$D_6$ as permutation group I am trying to solve some exercises for a course in representation theory. We are studying finite groups and I have an exercise about the dihedral groups $D_n = \left<r,s|r^n,s^2,rs=sr^{n-1}\right>$ for $n>2$. After finding all irreducible representations of $D_n$ and computing the character tables, I got to the following question:

$D_6$ may be understood as a permutation group, acting on the vertices of the hexagon. We hence obtain a repr. of $D_6$ on $\mathbb{C}^6$. Decompose this repr. into irreducibles.

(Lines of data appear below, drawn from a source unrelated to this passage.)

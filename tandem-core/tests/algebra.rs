//! End-to-end checks of the changeset algebra and revision log working
//! together: concurrent clients, stale cursors and log replay.

use tandem_core::{
    compose, follow, ChangeSet, ClientDocument, DocumentState, EditEvent, Reconciled,
};
use uuid::Uuid;

fn seeded(text: &str) -> (DocumentState, Uuid) {
    let mut state = DocumentState::new();
    let author = Uuid::new_v4();
    state.add_client(author);
    state
        .update_state(author, ChangeSet::from_text(text), 0)
        .unwrap();
    (state, author)
}

#[test]
fn concurrent_clients_converge_in_either_order() {
    let insert = ChangeSet::splice(5, 0, 0, "X").unwrap();
    let delete = ChangeSet::splice(5, 4, 1, "").unwrap();

    let mut texts = Vec::new();
    for first_is_insert in [true, false] {
        let (mut state, _) = seeded("hello");
        let (c1, c2) = (Uuid::new_v4(), Uuid::new_v4());
        state.add_client(c1);
        state.add_client(c2);

        if first_is_insert {
            state.update_state(c1, insert.clone(), 1).unwrap();
            state.update_state(c2, delete.clone(), 1).unwrap();
        } else {
            state.update_state(c2, delete.clone(), 1).unwrap();
            state.update_state(c1, insert.clone(), 1).unwrap();
        }
        texts.push(state.head_text().clone());
    }

    assert_eq!(texts[0], texts[1]);
    assert_eq!(texts[0].inserted_text(), "Xhell");
}

#[test]
fn stale_update_is_rebased_over_every_missed_revision() {
    let (mut state, author) = seeded("hello");
    let stale = Uuid::new_v4();
    state.add_client(stale);
    state.acknowledge(stale, 1).unwrap();

    let missed = [
        ChangeSet::splice(5, 0, 0, "A").unwrap(), // Ahello
        ChangeSet::splice(6, 1, 1, "").unwrap(),  // Aello
        ChangeSet::splice(5, 5, 0, "!").unwrap(), // Aello!
    ];
    for (i, cs) in missed.iter().enumerate() {
        state.update_state(author, cs.clone(), 1 + i).unwrap();
    }

    let edit = ChangeSet::splice(5, 2, 2, "LL").unwrap(); // heLLo
    let expected = missed
        .iter()
        .fold(edit.clone(), |acc, rev| follow(rev, &acc).unwrap());

    let result = state.update_state(stale, edit, 1).unwrap();
    assert_eq!(result.revision_number, 5);
    assert_eq!(result.change_set, expected);
    assert_eq!(state.text(), "AeLLo!");
}

#[test]
fn replaying_the_log_reproduces_head_text() {
    let (mut state, author) = seeded("the log");
    let other = Uuid::new_v4();
    state.add_client(other);
    state
        .update_state(author, ChangeSet::splice(7, 0, 3, "a").unwrap(), 1)
        .unwrap();
    state
        .update_state(other, ChangeSet::splice(7, 7, 0, " is truth").unwrap(), 1)
        .unwrap();

    let replayed = state
        .revisions()
        .iter()
        .try_fold(ChangeSet::identity(0), |acc, record| {
            compose(&acc, &record.change_set)
        })
        .unwrap();
    assert_eq!(&replayed, state.head_text());
    assert_eq!(state.text(), "a log is truth");

    // Catching up from the empty document gives the same result in one step.
    let caught_up = state.fast_forward(other, 0).unwrap();
    assert_eq!(caught_up.revision_number, 3);
    assert_eq!(&caught_up.change_set, state.head_text());
}

#[test]
fn compose_to_empty_document_is_pure_delete() {
    let (mut state, author) = seeded("gone");
    state
        .update_state(author, ChangeSet::splice(4, 0, 4, "").unwrap(), 1)
        .unwrap();
    assert_eq!(state.text(), "");
    assert_eq!(state.head_text().end_len(), 0);
    assert!(state.head_text().ops().is_empty());
}

/// Two client documents and one server, exchanging messages by hand.
#[test]
fn two_client_documents_converge_through_the_server() {
    let mut server = DocumentState::new();
    let (id1, id2) = (Uuid::new_v4(), Uuid::new_v4());
    let mut clients = [ClientDocument::new(6), ClientDocument::new(6)];
    for (id, client) in [id1, id2].into_iter().zip(clients.iter_mut()) {
        let revision = server.add_client(id);
        client.connect();
        client
            .receive_head(server.head_text().clone(), revision)
            .unwrap();
    }

    clients[0].local_edit(&EditEvent::insert(0, "shared ")).unwrap();
    clients[1].local_edit(&EditEvent::insert(0, "text")).unwrap();

    let out1 = clients[0].take_outgoing().unwrap().unwrap();
    let out2 = clients[1].take_outgoing().unwrap().unwrap();

    let rev1 = server
        .update_state(id1, out1.change_set, out1.revision_number)
        .unwrap();
    let rev2 = server
        .update_state(id2, out2.change_set, out2.revision_number)
        .unwrap();

    // Delivery in revision order: each client sees its own ack and the
    // other's update.
    clients[0].acknowledge(rev1.revision_number).unwrap();
    let applied = clients[0]
        .apply_server_update(&rev2.change_set, rev2.revision_number)
        .unwrap();
    assert!(matches!(applied, Reconciled::Applied { .. }));

    clients[1]
        .apply_server_update(&rev1.change_set, rev1.revision_number)
        .unwrap();
    clients[1].acknowledge(rev2.revision_number).unwrap();

    let text = server.text().to_string();
    assert_eq!(clients[0].text().unwrap(), text);
    assert_eq!(clients[1].text().unwrap(), text);
    assert_eq!(text.chars().count(), "shared text".chars().count());
}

My problem is: I don't understand the first part of the question, i.e. how $D_6$ is to be interpreted as permutation group. Anyone has any clue?
 A: Just number the vertices of a regular hexagon. Let's say we number them counterclockwise in the order $1,2,3,4,5,6$. Then the rotation $r$ maps them according to the 6-cycle $r=(123456)$ and (one of the) reflection(s) as a product of three transpositions $s=(12)(36)(45)$. This gives a homomorphism $D_6\to S_6$. You are expected to compose that with the 6-dimensional "natural" representation of $S_6$.
This gives a representation of $D_6$ by 6x6 matrices such that
$$
r\mapsto\left(\begin{array}{cccccc}
0&0&0&0&0&1\\
1&0&0&0&0&0\\
0&1&0&0&0&0\\
0&0&1&0&0&0\\
0&0&0&1&0&0\\
0&0&0&0&1&0\\
\end{array}\right)
$$
and
$$
s\mapsto
\left(\begin{array}{cccccc}
0&1&0&0&0&0\\
1&0&0&0&0&0\\
0&0&0&1&0&0\\
0&0&1&0&0&0\\
0&0&0&0&0&1\\
0&0&0&0&1&0\\
\end{array}\right).
$$
A: it's quite simple, imagine a hexagon:
   1   2

6         3

   5   4

then $D_6 = \langle (1\;2\;3\;4\;5\;6), (1\;5)(2\;4)) \rangle$ is generated by the rotations, and flipping over of that hexagon.
A: Let $r$ be a rotation of $\frac{\pi}{3}$ (so each vertex of the hexagon gets sent to an adjacent vertex) and let $s$ be a reflection about a line passing through two vertices that are opposite of each other.
This realizes $D_6$ as symmetries of a hexagon.  We then get an inclusion $D_6 \to S_6$ by considering how those symmetries permute the vertices of that hexagon.  Depending on how you number your vertices you'll get that this map is $r \mapsto (1 \ 2 \ 3 \ 4 \ 5 \ 6)$ and $s \mapsto (2 \ 6)(3 \ 5)$.